HiRISE_avalanche_March2010

Holy scarp!

That’s another avalanche on Mars caught in the act by the HiRISE camera on Mars Reconnaissance Orbiter. I say another, because a few others have been seen, including this spectacular one two years ago, and lots of older ones that left their marks on the Red Planet’s surface.

This one is amazing! You can see the debris falling down the cliff’s edge (the top of the cliff is to the bottom left of the image, and we’re looking almost straight down the cliff’s face) and then creating a plume of dust at the bottom, hundreds of meters below. When HiRISE took this image, the slide couldn’t have been more than a minute old. If you look at the higher-res image (click the image above to embiggen) you can see that there have been a lot of avalanches here in the past, too. The bottom of the cliff has lots of material clearly deposited by fast-moving falling debris.

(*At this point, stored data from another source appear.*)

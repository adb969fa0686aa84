//! Notice archive drain.
//!
//! A subscriber task copies the notice stream into a [`NoticeArchive`]
//! file. It runs outside the commit path: the ledger never waits on disk.
//! After broadcast lag or a restart, the task re-syncs from the journal by
//! sequence number, so the archive converges on the full stream.

use std::sync::Arc;

use tokio::sync::broadcast::error::RecvError;
use tracing::{info, warn};

use mb_events::{NoticeArchive, NoticeFilter, NoticeJournal};

/// Tail the journal into the archive until the journal is dropped.
pub async fn drain_to_archive(journal: Arc<NoticeJournal>, archive: NoticeArchive) {
    let mut stream = journal.subscribe(NoticeFilter::default());
    info!(path = %archive.path().display(), "notice archive drain started");

    // Catch up on anything committed before we subscribed.
    sync_from_journal(&journal, &archive);

    loop {
        match stream.recv().await {
            Ok(notice) => {
                if notice.seq < archive.next_seq() {
                    continue; // already archived during a sync
                }
                if notice.seq > archive.next_seq() {
                    sync_from_journal(&journal, &archive);
                    continue;
                }
                if let Err(e) = archive.append(&notice) {
                    warn!(seq = notice.seq, error = %e, "archive append failed");
                }
            }
            Err(RecvError::Lagged(missed)) => {
                warn!(missed, "archive drain lagged; re-syncing from journal");
                sync_from_journal(&journal, &archive);
            }
            Err(RecvError::Closed) => break,
        }
    }
    info!("notice archive drain stopped");
}

fn sync_from_journal(journal: &NoticeJournal, archive: &NoticeArchive) {
    for notice in journal.replay_from(archive.next_seq()) {
        if let Err(e) = archive.append(&notice) {
            warn!(seq = notice.seq, error = %e, "archive sync append failed");
            return;
        }
    }
}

To be honest, it’s not completely sure that the sublimation (the change from solid directly to gas) of carbon dioxide is causing these avalanches, but it does seem the most likely explanation. Whether it’s dry ice or not, what this shows us directly is that Mars is still an active place. Certainly the surface is undergoing continual (if small scale) modification, with avalanches, meteor strikes, and other processes still occurring even, literally, today.

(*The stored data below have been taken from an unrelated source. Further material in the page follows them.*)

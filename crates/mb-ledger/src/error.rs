//! Error taxonomy for ledger operations.
//!
//! Every failure an operation can produce is a distinct variant, so callers
//! and transports can map them without string matching. Rejections leave the
//! ledger state exactly as it was.

use mb_types::{AccountId, DateKey, PeriodKey, Role, StationId};

/// Errors returned by [`StationLedger`](crate::StationLedger) operations.
#[derive(Debug, Clone, PartialEq, Eq, thiserror::Error)]
pub enum LedgerError {
    /// The calling account does not hold the role the operation requires.
    #[error("account {account} does not hold role {role}")]
    Unauthorized { account: AccountId, role: Role },

    /// The ledger is paused; mutating operations are rejected until resumed.
    #[error("ledger is paused")]
    SystemPaused,

    /// The attestation did not verify against the submitted payload.
    #[error("attestation rejected: {0}")]
    InvalidSignature(String),

    /// The snapshot does not carry the expected number of metering intervals.
    #[error("sample count {actual} does not match the required {expected} intervals")]
    InvalidSampleCount { expected: u16, actual: u16 },

    /// A snapshot is already recorded for this station and date.
    #[error("snapshot already recorded for {station} on {date}")]
    SnapshotExists { station: StationId, date: DateKey },

    /// An initial settlement is already filed for this station and period.
    #[error("settlement already filed for {station} in {period}; amend it instead")]
    SettlementInitialized { station: StationId, period: PeriodKey },

    /// No initial settlement exists to amend.
    #[error("no settlement filed for {station} in {period}; file the initial record first")]
    SettlementNotInitialized { station: StationId, period: PeriodKey },

    /// The revision counter for this station and period is exhausted.
    #[error("revision limit reached for {station} in {period}")]
    RevisionOverflow { station: StationId, period: PeriodKey },

    /// No snapshot is recorded for this station and date.
    #[error("no snapshot recorded for {station} on {date}")]
    SnapshotNotFound { station: StationId, date: DateKey },

    /// No settlement is filed for this station and period.
    #[error("no settlement filed for {station} in {period}")]
    SettlementNotFound { station: StationId, period: PeriodKey },

    /// The requested revision does not exist for this station and period.
    #[error("revision {revision} does not exist for {station} in {period}")]
    RevisionNotFound {
        station: StationId,
        period: PeriodKey,
        revision: u16,
    },

    /// A state lock was poisoned by a panicking writer.
    #[error("ledger state lock poisoned")]
    Poisoned,
}

pub type Result<T> = std::result::Result<T, LedgerError>;
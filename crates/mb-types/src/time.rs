use std::fmt;
use std::time::{SystemTime, UNIX_EPOCH};

use chrono::{DateTime, SecondsFormat};
use serde::{Deserialize, Serialize};

/// Commit timestamp: milliseconds since the UNIX epoch.
///
/// Meterbook runs single-instance, so wall-clock milliseconds plus the
/// journal sequence number give a total order; no logical clock component
/// is needed.
#[derive(
    Clone, Copy, Default, PartialEq, Eq, Hash, PartialOrd, Ord, Serialize, Deserialize,
)]
#[serde(transparent)]
pub struct Timestamp(u64);

impl Timestamp {
    /// The current wall-clock time.
    pub fn now() -> Self {
        let ms = SystemTime::now()
            .duration_since(UNIX_EPOCH)
            .unwrap_or_default()
            .as_millis() as u64;
        Self(ms)
    }

    pub const fn from_millis(ms: u64) -> Self {
        Self(ms)
    }

    pub const fn as_millis(&self) -> u64 {
        self.0
    }

    /// RFC 3339 rendering for logs and API responses.
    pub fn to_rfc3339(&self) -> String {
        match DateTime::from_timestamp_millis(self.0 as i64) {
            Some(dt) => dt.to_rfc3339_opts(SecondsFormat::Millis, true),
            None => format!("{}ms", self.0),
        }
    }
}

impl fmt::Debug for Timestamp {
    fn fmt(&self, f: &mut fmt::Formatter<'_>) -> fmt::Result {
        write!(f, "Timestamp({})", self.0)
    }
}

impl fmt::Display for Timestamp {
    fn fmt(&self, f: &mut fmt::Formatter<'_>) -> fmt::Result {
        write!(f, "{}", self.to_rfc3339())
    }
}

#[cfg(test)]
mod tests {
    use super::*;

    #[test]
    fn now_is_after_2020() {
        // 2020-01-01 is 1577836800000 ms.
        assert!(Timestamp::now().as_millis() > 1_577_836_800_000);
    }

    #[test]
    fn ordering_follows_millis() {
        assert!(Timestamp::from_millis(1) < Timestamp::from_millis(2));
    }

    #[test]
    fn rfc3339_rendering() {
        let ts = Timestamp::from_millis(1_736_899_200_000); // 2025-01-15T00:00:00Z
        assert_eq!(ts.to_rfc3339(), "2025-01-15T00:00:00.000Z");
    }

    #[test]
    fn serde_is_transparent() {
        let ts = Timestamp::from_millis(42);
        assert_eq!(serde_json::to_string(&ts).unwrap(), "42");
        let parsed: Timestamp = serde_json::from_str("42").unwrap();
        assert_eq!(ts, parsed);
    }
}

Mars is a very, very cool place.

If you want to learn more, check out the HiRISE blog, which always has great stuff, including explanations of these extraterrestrial rockslides.

And when you read about Mars and our exploration of it, remember this: it is an entire world, worthy of our attempts to understand it. And that is one of the grandest things we humans ever do.

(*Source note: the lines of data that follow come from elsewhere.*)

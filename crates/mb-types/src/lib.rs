//! Foundation types for Meterbook.
//!
//! This crate provides the identifiers, scaled units, and record shapes
//! used throughout the Meterbook system. Every other `mb-` crate depends
//! on `mb-types`.
//!
//! # Key Types
//!
//! - [`StationId`], [`DateKey`], [`PeriodKey`] — exact-match ledger keys
//! - [`AccountId`] — principal identity derived from an ed25519 key
//! - [`ContentHash`] — BLAKE3 commitment to an external evidence artifact
//! - [`EnergyTenths`], [`TariffBps`] — opaque pre-scaled integers
//! - [`Revision`] — bounded 1-based settlement revision number
//! - [`Role`], [`PauseState`] — access-control primitives
//! - [`SnapshotPayload`], [`SnapshotRecord`], [`SettlementFields`],
//!   [`SettlementRecord`] — the stored record shapes

pub mod access;
pub mod account;
pub mod error;
pub mod hash;
pub mod keys;
pub mod records;
pub mod revision;
pub mod time;
pub mod units;

pub use access::{PauseState, Role};
pub use account::AccountId;
pub use error::TypeError;
pub use hash::ContentHash;
pub use keys::{DateKey, PeriodKey, StationId, MAX_STATION_ID_LEN};
pub use records::{
    SettlementFields, SettlementRecord, SnapshotPayload, SnapshotRecord, EXPECTED_SAMPLE_COUNT,
};
pub use revision::Revision;
pub use time::Timestamp;
pub use units::{EnergyTenths, TariffBps};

MORE ABOUT: avalanche, HiRISE, Mars

Comments (34)

  1. UmTutSut

    Seriously. Cool. Phil, do you think the white streak above the dust cloud could actually be material caught in mid-fall?

  2. Niall

    Very cool stuff, it looks like the gas was released with some force. This, along with the general destabilisation caused by the dry ice melting, I would say its the most probable cause of the avalanches (I say this as neither a geologist or astronomer, biology is my forte).

  3. jb

    What a fascinating place!! Must be cool to be the first to look at the data when it first comes down!! Now..to compare it some before and after pics…
    jb

  4. Phil B

    Where is this? Is it happening at the ice cap or in one of the valleys/canyons further south?

  5. Wait, isn’t that Bigfoot in the bottom right?

    Heh, sorry. Very cool, Phil. Makes me want to climb that cliff.

  6. Aaron

    This is fantastic! It really brings the fact that Mars is not just some pretty orange jewel in the sky, but is indeed a whole new world, down to Earth . . . so to speak.

    It makes me wonder what else going on in the Universe!

  7. Pi-needles

    I think I’ve fallen for these Hi-Rise MRO images. ;-)

    Awesome.

  8. Captn Tommy

    I agree with UMTUTSUT, If you look closely at the Embiggined picture the entire rim of the cliff seems to be cracking. Then if you follow the first dark umber band (wide ledge) to the right of the edge you can see two edge pieces to the left and right of the major fall. The one to the left looks like a splash (pointing downhill) the one to the right looks like a white coated piece of edge just about to hit the Umber ledge.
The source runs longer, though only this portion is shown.